The job is one relationship
A class teacher works inside a school. A salesperson works inside a CRM. A tutor works inside a relationship: tutor, family, student. Everything flows from that relationship, and the software needs to flow with it. A weekly summary to a parent is not a marketing email. A homework return is not a sales pipeline stage. A safeguarding moment is not a support ticket.
The defaults matter most
When a tool is built for someone else and bent to fit tutors, the defaults go wrong first. Public profile pages get switched on. Streak counters appear in the student view. Notification volume creeps up. None of these fit a Year 6 child working with a tutor twice a week, and none of them fit the UK Children’s Code that protects under-18 users.

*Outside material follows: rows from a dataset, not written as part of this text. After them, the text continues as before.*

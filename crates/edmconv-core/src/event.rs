//! # Simulation Input
//!
//! What the simulation hands over at the end of each event: the particle
//! table, the hit streams of every sensitive detector, and optionally an
//! `EventParameters` extension set by the event generator reader.
//!
//! Raw hit quantities are in native units (MeV, mm, ns).

use crate::particles::ParticleTable;
use crate::Vector3d;
use serde::{Deserialize, Serialize};
use std::collections::BTreeMap;

// =============================================================================
// RUN / EVENT
// =============================================================================

/// Identification of the simulation run an event belongs to.
#[derive(Debug, Clone, Copy, PartialEq, Eq, Serialize, Deserialize, Default)]
pub struct RunInfo {
    pub run_id: i32,
}

/// Run/event numbers and typed parameters attached by the input reader.
///
/// When present, its numbers take precedence over the run and event IDs of
/// the simulation loop.
#[derive(Debug, Clone, PartialEq, Serialize, Deserialize, Default)]
#[serde(default)]
pub struct EventParameters {
    pub run_number: i32,
    pub event_number: i32,
    pub int_parameters: BTreeMap<String, Vec<i32>>,
    pub float_parameters: BTreeMap<String, Vec<f32>>,
    pub string_parameters: BTreeMap<String, Vec<String>>,
}

/// One simulated event.
#[derive(Debug, Clone, PartialEq, Serialize, Deserialize, Default)]
#[serde(default)]
pub struct SimEvent {
    pub event_id: i32,
    pub particles: ParticleTable,
    pub hit_streams: Vec<HitStream>,
    pub parameters: Option<EventParameters>,
}

// =============================================================================
// SENSITIVE DETECTORS
// =============================================================================

/// How much per-step detail a sensitive detector keeps in its hits.
#[derive(Debug, Clone, Copy, PartialEq, Eq, Serialize, Deserialize, Default)]
#[serde(rename_all = "snake_case")]
pub enum HitCreationMode {
    #[default]
    Simple,
    Medium,
    /// Contributions keep the PDG code and exact position of each step.
    Detailed,
}

/// The sensitive detector a hit stream was produced by.
#[derive(Debug, Clone, PartialEq, Eq, Serialize, Deserialize, Default)]
#[serde(default)]
pub struct SensitiveDetector {
    pub name: String,
    pub hit_creation_mode: HitCreationMode,
    /// Cell-ID encoding string from the detector's readout, if it has one.
    pub encoding: Option<String>,
}

// =============================================================================
// RAW HITS
// =============================================================================

/// One step's energy deposit inside a hit.
#[derive(Debug, Clone, PartialEq, Serialize, Deserialize, Default)]
#[serde(default)]
pub struct HitContribution {
    /// Simulation track ID (not a particle ID).
    pub track_id: i32,
    pub pdg: i32,
    pub deposit: f64,
    pub time: f64,
    pub length: f64,
    /// Step position.
    pub position: Vector3d,
}

/// A raw tracker hit. `truth` is the single contribution that made it.
#[derive(Debug, Clone, PartialEq, Serialize, Deserialize, Default)]
#[serde(default)]
pub struct TrackerHit {
    pub cell_id: u64,
    pub energy_deposit: f64,
    pub length: f64,
    pub position: Vector3d,
    pub momentum: Vector3d,
    pub truth: HitContribution,
}

/// A raw calorimeter hit with one contribution per depositing step.
#[derive(Debug, Clone, PartialEq, Serialize, Deserialize, Default)]
#[serde(default)]
pub struct CalorimeterHit {
    pub cell_id: u64,
    pub energy_deposit: f64,
    pub position: Vector3d,
    pub truth: Vec<HitContribution>,
}

/// The hits of one stream, tagged by their declared element type.
#[derive(Debug, Clone, PartialEq, Serialize, Deserialize)]
#[serde(tag = "kind", content = "hits", rename_all = "snake_case")]
pub enum HitPayload {
    Tracker(Vec<TrackerHit>),
    Calorimeter(Vec<CalorimeterHit>),
    /// Any other element type; carries the type name for diagnostics.
    Unsupported(String),
}

impl HitPayload {
    #[must_use]
    pub fn len(&self) -> usize {
        match self {
            Self::Tracker(hits) => hits.len(),
            Self::Calorimeter(hits) => hits.len(),
            Self::Unsupported(_) => 0,
        }
    }

    #[must_use]
    pub fn is_empty(&self) -> bool {
        self.len() == 0
    }

    /// Human readable element type name.
    #[must_use]
    pub fn type_name(&self) -> &str {
        match self {
            Self::Tracker(_) => "Tracker::Hit",
            Self::Calorimeter(_) => "Calorimeter::Hit",
            Self::Unsupported(name) => name,
        }
    }
}

/// A named stream of raw hits from one sensitive detector.
#[derive(Debug, Clone, PartialEq, Serialize, Deserialize)]
pub struct HitStream {
    pub name: String,
    #[serde(default)]
    pub sensitive: Option<SensitiveDetector>,
    pub payload: HitPayload,
}

impl HitStream {
    /// A tracker stream backed by `sensitive`.
    #[must_use]
    pub fn tracker(
        name: impl Into<String>,
        sensitive: SensitiveDetector,
        hits: Vec<TrackerHit>,
    ) -> Self {
        Self {
            name: name.into(),
            sensitive: Some(sensitive),
            payload: HitPayload::Tracker(hits),
        }
    }

    /// A calorimeter stream backed by `sensitive`.
    #[must_use]
    pub fn calorimeter(
        name: impl Into<String>,
        sensitive: SensitiveDetector,
        hits: Vec<CalorimeterHit>,
    ) -> Self {
        Self {
            name: name.into(),
            sensitive: Some(sensitive),
            payload: HitPayload::Calorimeter(hits),
        }
    }

    /// Hit creation mode of the backing detector; `Simple` if there is none.
    #[must_use]
    pub fn hit_creation_mode(&self) -> HitCreationMode {
        self.sensitive
            .as_ref()
            .map(|sd| sd.hit_creation_mode)
            .unwrap_or_default()
    }
}
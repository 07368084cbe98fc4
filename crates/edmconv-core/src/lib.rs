//! # edmconv-core
//!
//! Converts simulated detector events into named, typed record collections
//! and commits them, one event at a time, to a persisted store.
//!
//! ## Pipeline
//!
//! ```text
//! SimEvent ──> CollectionRegistry (first event only)
//!          ──> ParticleGraphBuilder ──> MCParticles + IdRemap
//!          ──> HitConverter (IdRemap) ──> hit collections
//!          ──> OutputStream::commit ──> EventWriter (memory / redb)
//! ```
//!
//! ## Architectural Constraints
//!
//! - Synchronous and deterministic: BTreeMap ordering throughout
//! - One `EventAssembler` per worker; workers share one `OutputStream`
//! - The set of record kinds is closed (`Collection` is an enum)
//! - Per-record problems are reported and skipped, never fatal to the event

// =============================================================================
// MODULES
// =============================================================================

pub mod assembler;
pub mod config;
pub mod event;
pub mod hits;
pub mod output;
pub mod particles;
pub mod primitives;
pub mod records;
pub mod registry;
pub mod storage;
pub mod store;
pub mod types;
pub mod units;

// =============================================================================
// RE-EXPORTS: Core Types
// =============================================================================

pub use types::{
    ConvertError, ParticleIndex, Relation, SourceId, StatusMask, Vector3d, Vector3f,
};

// =============================================================================
// RE-EXPORTS: Conversion
// =============================================================================

pub use assembler::{EventAssembler, EventPhase, EventReport, SchemaState};
pub use config::OutputConfig;
pub use event::{
    CalorimeterHit, EventParameters, HitContribution, HitCreationMode, HitPayload, HitStream,
    RunInfo, SensitiveDetector, SimEvent, TrackerHit,
};
pub use hits::HitConverter;
pub use particles::{IdRemap, ParticleGraph, ParticleGraphBuilder, ParticleTable, SourceParticle};
pub use records::{
    CaloHitContribution, Collection, CollectionKind, EventHeader, McParticle,
    McParticleCollection, SimCalorimeterHit, SimTrackerHit,
};
pub use registry::{CollectionRegistry, DiscoveryReport, HitKind};
pub use store::{EventStore, Parameters};

// =============================================================================
// RE-EXPORTS: Output
// =============================================================================

pub use output::{EventWriter, OutputStream, OutputTarget};
pub use storage::{MemoryWriter, RedbReader, RedbWriter, StoredEvent};
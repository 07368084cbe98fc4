//! # edmconv
//!
//! Command-line front end of the converter: input loading, the worker pool
//! that feeds events to `EventAssembler`s, and inspection of written files.

pub mod cli;
pub mod input;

TutorStudio is built with those defaults on day one. No streaks. No public profiles for under-18 students. No leaderboards. Quiet by design, because that is what the law says, and it is also what a calm lesson looks like.
Software that earns its keep
The promise is small and concrete. A tutor opens one tool to plan a lesson, run the lesson, write the summary, send the homework and get paid. A parent opens one tool to see how the week went. A student opens one tool to read the homework and ask a question. Three people, three jobs, one shared thread — and a tutor who is still in charge of every single decision.